Well, my sister-in-law sprained her ankle a couple of weeks before the run and so wouldn't be participating. My brother said he would take her spot. There would be no chance that I could keep up with him, so I would be on my own up the Bolte Bridge.... I have been managing a sciatic issue for a couple of months, so weak glutes and hills weren't going to be a winning combination - ah, go hard or go home, right?


So, the day dawned bright and clear. Such a cliché, but true. It was a magical morning and all 30,000 runners were agreed that it would be an amazing day for a 'fun' run. The vibe at the start line was brilliant. All of us standing around chatting and joking before we shuffle off in the congestion that marks the start of any event.


To cut a long story short and cut to the point of this blog, at the 6km mark, I started to climb the Bolte Bridge onramp. It was as tough as I expected. My incredible Garmin watch told me that my pace had dropped by 30 seconds a kilometre - no kidding! I told myself, just take it one step at a time, keep this pace, stand up straight, breath deep, move your arms more, focus on the top. The sun was beating down on me, I was getting hot, my breathing was getting hard.


Runners have a myriad of techniques for getting to a goal, like the top of a hill. Pick out a marker and make it past it, counting, focusing on your breathing and many more. You probably have a few of your own. Me, well, I thought about the great work that the Royal Children's Hospital does and I thought of my sister-in-law who couldn't run but wanted to. I told my mind, we are NOT walking, not anywhere, because this is a 'run' and I need to finish it. And then I thought about John McLean, a paraplegic who did the Hawaiian Iron Man. Here I am, able bodied. Sure, feeling sore and tired, but I have this body and it is mine to control. So that is what I did. I would say they would call that sheer determination.


Looking back on making it up that hill and the others that followed, and then making it across the finish line without having walked a step (despite my mind trying to trick me into believing that it would be ok to walk) I wondered about what kept me motivated. What was it that made me keep running despite feeling hot, tired, sore and ready for a sit down in the shade?


I have a solid belief that I am stronger than my mind. That my choices weren't in my legs, they were in my head. I know it sounds strange, that "I" am stronger than my mind considering it would all be the same mind at work, but at times like this I realize we have an 'observer'. Part of ourselves that can look on to the patterns of thinking that we are playing and make a decision as to whether to follow them or not. We are not victims to our thinking; we are in control of our minds. And when we take that time to look at the patterns, we can come to see that we are playing certain lyrics over and over again, some of which aren't particularly useful.

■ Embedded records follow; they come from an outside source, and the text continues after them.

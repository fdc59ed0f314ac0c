//! Entity cache
//!
//! Concurrent keyed tables of immutable snapshots. Every entity is stored as
//! an `Arc<T>`; an update clones the current value, applies the change and
//! swaps the `Arc`, so a reader always holds either the old or the new
//! version, never a half-applied one.
//!
//! Guild-scoped entities (members, roles, emojis, voice states, presences)
//! live in per-guild tables. Users and channels are global; guilds index their
//! channels. Structural changes that touch several tables (guild insert and
//! removal, channel insert and removal) run under the `topology` write lock so
//! compound reads such as [`EntityCache::guild_channels`] see them atomically.

use std::collections::VecDeque;
use std::sync::Arc;

use chat_core::{Channel, Emoji, Guild, GuildMember, Message, Presence, Role, Snowflake, User, VoiceState};
use dashmap::DashMap;
use parking_lot::RwLock;

use super::tables::{replace_all, snapshot, update_in, GuildTables};
use crate::error::{CacheError, CacheResult};

/// Result of an insert-or-replace
#[derive(Debug, Clone)]
pub struct Upsert<T> {
    pub current: Arc<T>,
    pub previous: Option<Arc<T>>,
}

impl<T> Upsert<T> {
    /// Whether the entity was not cached before
    #[inline]
    pub fn is_new(&self) -> bool {
        self.previous.is_none()
    }
}

/// Authoritative guild sub-entities delivered with GUILD_CREATE
#[derive(Debug, Clone, Default)]
pub struct GuildContents {
    pub channels: Vec<Channel>,
    pub roles: Vec<Role>,
    pub emojis: Vec<Emoji>,
    pub voice_states: Vec<VoiceState>,
    pub presences: Vec<Presence>,
}

/// What a cascading guild removal took with it
#[derive(Debug, Clone)]
pub struct RemovedGuild {
    pub guild: Arc<Guild>,
    pub channels: Vec<Arc<Channel>>,
}

/// Table sizes, for logging
#[derive(Debug, Clone, Copy, Default, PartialEq, Eq)]
pub struct CacheStats {
    pub guilds: usize,
    pub unavailable_guilds: usize,
    pub channels: usize,
    pub users: usize,
    pub messages: usize,
}

/// In-memory cache of remote entities for one shard
#[derive(Debug)]
pub struct EntityCache {
    message_cache_size: usize,
    current_user: RwLock<Option<Arc<User>>>,
    users: DashMap<Snowflake, Arc<User>>,
    guilds: DashMap<Snowflake, Arc<Guild>>,
    guild_tables: DashMap<Snowflake, Arc<GuildTables>>,
    channels: DashMap<Snowflake, Arc<Channel>>,
    messages: DashMap<Snowflake, VecDeque<Arc<Message>>>,
    topology: RwLock<()>,
}

impl Default for EntityCache {
    fn default() -> Self {
        Self::new(50)
    }
}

Lucky for me, I have had training in Neuro-Linguistic Programming and so have learnt some fantastic techniques for reframing limiting beliefs and for being able to manage my mind. And the more I use them, the better I become at staying motivated and focused and being aware of my thoughts.


How do you do it? And do you know when you are playing victim to some of your less useful thoughts and how do you go about strengthening the good ones?  When it comes down to it, we are what we think, so make those thoughts great ones.